Argentinian President Kirchner and the Pope.

    From the thesis spread by the movement, that the ideas of the Blessed John Paul II, on the necessary balance between faith and reason, derived from the work of Amelia Podetti (a philosopher linked to the Iron Guard), the group gradually moved to presenting Pope Wojtila as the universal heir of General Juan Domingo Perón, in a context in which private revelations became increasingly important.
    A few of the former members of the Iron Guard remained active in the complex world of Argentine Peronism (to which today’s President Cristina Kirchner, who comes from its most leftist wing, also belongs). Others, like Alejandro Álvarez, dedicated most of their energies to their devotion to the Virgin Mary of the Rosary of San Nicolás, and to a private organization of worshipers, the Order of Mary.



The Sanctuary of San Nicolás

    San Nicolás is a location where, since 1983, many apparitions of the Virgin Mary have taken place. The visions have not been formally recognized by the Catholic hierarchy who, nevertheless, authorized pilgrimages to the site and the construction of a great sanctuary. The cult of the Virgen de San Nicolás also favored a rapprochement between Álvarez and the aforementioned Father Ezcurra Uriburru (who represented a Catholic far-right that had been at the antipodes of the Iron Guard), and the origination of an odd synthesis of politics and devotion which was denominated “fideipolitica”.
    The Order of Mary of the Rosary of San Nicolás originated in this atmosphere. At the basis of the cult there are the prophecies of Juan Domingo Rodríguez (approved by Álvarez in person), to whom General Perón, Mary and Jesus appeared (says he).

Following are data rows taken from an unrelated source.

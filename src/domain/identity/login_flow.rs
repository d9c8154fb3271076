//! Two-step demonstration login.
//!
//! Step one collects a name and email, step two accepts any six-digit code.
//! Nothing is issued or verified remotely; this only gates a local profile.

use serde::{Deserialize, Serialize};

use super::{validate_email, validate_otp, IdentityError, User};
use crate::domain::foundation::sanitize_input;

/// Where the form currently is.
#[derive(Debug, Clone, Copy, PartialEq, Eq, Serialize, Deserialize)]
#[serde(rename_all = "snake_case")]
pub enum LoginStep {
    Details,
    Code,
}

#[derive(Debug, Clone, PartialEq, Eq)]
pub struct LoginFlow {
    step: LoginStep,
    name: String,
    email: String,
    max_length: usize,
}

impl LoginFlow {
    pub fn new(max_length: usize) -> Self {
        Self {
            step: LoginStep::Details,
            name: String::new(),
            email: String::new(),
            max_length,
        }
    }

    pub fn step(&self) -> LoginStep {
        self.step
    }

    /// Validates step one and advances to the code step.
    pub fn submit_details(&mut self, name: &str, email: &str) -> Result<(), IdentityError> {
        if name.is_empty() || email.is_empty() {
            return Err(IdentityError::MissingFields);
        }
        if !validate_email(email) {
            return Err(IdentityError::InvalidEmail);
        }
        self.name = name.to_string();
        self.email = email.to_string();
        self.step = LoginStep::Code;
        Ok(())
    }

    /// Accepts any six-digit code and yields the logged-in user.
    pub fn verify(&self, code: &str) -> Result<User, IdentityError> {
        if self.step != LoginStep::Code {
            return Err(IdentityError::DetailsRequired);
        }
        if !validate_otp(code) {
            return Err(IdentityError::InvalidCode);
        }
        Ok(User::logged_in(
            sanitize_input(&self.name, self.max_length),
            sanitize_input(&self.email, self.max_length),
        ))
    }

    /// Returns to the details step, keeping what was entered.
    pub fn back(&mut self) {
        self.step = LoginStep::Details;
    }

    /// Clears the form after a completed login.
    pub fn clear(&mut self) {
        self.step = LoginStep::Details;
        self.name.clear();
        self.email.clear();
    }
}

#[cfg(test)]
mod tests {
    use super::*;

    fn flow() -> LoginFlow {
        LoginFlow::new(4000)
    }

    #[test]
    fn starts_at_details() {
        assert_eq!(flow().step(), LoginStep::Details);
    }

    #[test]
    fn missing_fields_block_progress() {
        let mut f = flow();
        assert_eq!(f.submit_details("", "a@b.co"), Err(IdentityError::MissingFields));
        assert_eq!(f.submit_details("Jane", ""), Err(IdentityError::MissingFields));
        assert_eq!(f.step(), LoginStep::Details);
    }

    #[test]
    fn malformed_email_blocks_progress() {
        let mut f = flow();
        assert_eq!(f.submit_details("Jane", "jane@example"), Err(IdentityError::InvalidEmail));
        assert_eq!(f.step(), LoginStep::Details);
    }

    #[test]
    fn any_six_digit_code_logs_in() {
        let mut f = flow();
        f.submit_details("Jane <b>Doe</b>", "jane@example.com").unwrap();
        assert_eq!(f.step(), LoginStep::Code);

        let user = f.verify("482913").unwrap();
        assert_eq!(user.name, "Jane Doe");
        assert_eq!(user.email, "jane@example.com");
        assert!(user.logged_in);
    }

    #[test]
    fn bad_code_is_rejected() {
        let mut f = flow();
        f.submit_details("Jane", "jane@example.com").unwrap();
        assert_eq!(f.verify("12345"), Err(IdentityError::InvalidCode));
        assert_eq!(f.step(), LoginStep::Code);
    }

    #[test]
    fn verify_before_details_is_rejected() {
        assert_eq!(flow().verify("123456"), Err(IdentityError::DetailsRequired));
    }

    #[test]
    fn back_returns_to_details() {
        let mut f = flow();
        f.submit_details("Jane", "jane@example.com").unwrap();
        f.back();
        assert_eq!(f.step(), LoginStep::Details);
        assert_eq!(f.verify("123456"), Err(IdentityError::DetailsRequired));
    }
}
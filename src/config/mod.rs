//! Application configuration module
//!
//! This module provides type-safe configuration loading from environment variables
//! using the `config` and `dotenvy` crates. Configuration is loaded with the
//! `SUSTAINABILITY_COUNCIL` prefix and nested values use double underscores as
//! separators.
//!
//! # Example
//!
//! ```no_run
//! use sustainability_council::config::AppConfig;
//!
//! let config = AppConfig::load().expect("Failed to load configuration");
//! config.validate().expect("Invalid configuration");
//!
//! println!("Server running on {}", config.server.socket_addr().unwrap());
//! ```

mod ai;
mod error;
mod scenario;
mod server;
mod storage;

pub use ai::{AiConfig, AiProvider};
pub use error::{ConfigError, ValidationError};
pub use scenario::ScenarioConfig;
pub use server::{Environment, ServerConfig};
pub use storage::StorageConfig;

use serde::Deserialize;

/// Root application configuration
///
/// Every section has defaults; only `ai.gemini_api_key` is required, and
/// only when the Gemini provider is selected.
#[derive(Debug, Clone, Default, Deserialize)]
pub struct AppConfig {
    /// Server configuration (host, port, environment)
    #[serde(default)]
    pub server: ServerConfig,

    /// AI provider configuration (Gemini or mock)
    #[serde(default)]
    pub ai: AiConfig,

    /// Preference file location and session limits
    #[serde(default)]
    pub storage: StorageConfig,

    /// Free-text input limits
    #[serde(default)]
    pub scenario: ScenarioConfig,
}

impl AppConfig {
    /// Load configuration from environment variables
    ///
    /// This function:
    /// 1. Loads `.env` file if present (for development)
    /// 2. Reads environment variables with `SUSTAINABILITY_COUNCIL` prefix
    /// 3. Uses `__` (double underscore) to separate nested values
    /// 4. Deserializes into typed configuration structs
    ///
    /// # Environment Variable Format
    ///
    /// - `SUSTAINABILITY_COUNCIL__SERVER__PORT=8080` -> `server.port = 8080`
    /// - `SUSTAINABILITY_COUNCIL__AI__GEMINI_API_KEY=...` -> `ai.gemini_api_key = ...`
    ///
    /// # Errors
    ///
    /// Returns `ConfigError` if values cannot be parsed into expected types.
    pub fn load() -> Result<Self, ConfigError> {
        // Load .env file if present (development)
        dotenvy::dotenv().ok();

        let config = config::Config::builder()
            .add_source(
                config::Environment::with_prefix("SUSTAINABILITY_COUNCIL")
                    .prefix_separator("__")
                    .separator("__"),
            )
            .build()?
            .try_deserialize()?;

        Ok(config)
    }

    /// Validate all configuration values
    ///
    /// # Errors
    ///
    /// Returns `ValidationError` if any configuration value is invalid.
    pub fn validate(&self) -> Result<(), ValidationError> {
        self.server.validate()?;
        self.ai.validate()?;
        self.storage.validate()?;
        self.scenario.validate()?;
        if self.server.request_timeout_secs <= self.ai.timeout_secs {
            return Err(ValidationError::RequestTimeoutTooShort {
                request_secs: self.server.request_timeout_secs,
                ai_secs: self.ai.timeout_secs,
            });
        }
        Ok(())
    }

    /// Check if running in production environment
    pub fn is_production(&self) -> bool {
        self.server.is_production()
    }
}
//! HTTP adapters - REST API implementations.
//!
//! Each area has its own adapter (dto, handlers, routes); [`build_router`]
//! merges them and adds the cross-cutting layers.

pub mod assistant;
pub mod council;
mod error;
pub mod identity;
pub mod preferences;
mod router;
pub mod session;

pub use error::{ApiError, ErrorResponse};
pub use router::{build_router, HttpServices};
//! Storage Adapters
//!
//! ## Available Adapters
//!
//! - **FilePreferenceStore** - Preferences in a JSON file on disk
//! - **InMemoryPreferenceStore** - Preferences in memory (testing)
//! - **InMemorySessionRepository** - Live council sessions
//!
//! ## Usage
//!
//! ```ignore
//! use adapters::storage::{FilePreferenceStore, InMemorySessionRepository};
//!
//! let preferences = FilePreferenceStore::open("./data/preferences.json").await?;
//! let sessions = InMemorySessionRepository::new();
//! ```

mod file_preference_store;
mod in_memory_preference_store;
mod in_memory_session_repository;

pub use file_preference_store::FilePreferenceStore;
pub use in_memory_preference_store::InMemoryPreferenceStore;
pub use in_memory_session_repository::InMemorySessionRepository;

    The story became even more bizarre when Segundo Ubaldo Rolón, a former member of parliament, who had been elected with the votes of the Iron Guard in 1983, said that Rodríguez had recognized him as Pope Peter II, designated directly from Heaven.
In 2008, the same year in which Peter II published his first encyclical, the Anti-Pope also published a completely new liturgy, called the Mass Fideipolitica.
    Peter II appoints apostles, celebrates weddings and continues to spread his apocalyptic prophecies with his girlfriend Liliana Reyes, with whom he lives after having divorced from his wife. The couple call themselves the “Emperors of the World” and even impart teachings on sexuality, in which is not difficult to discern the influence of some forms of South-American esoterism.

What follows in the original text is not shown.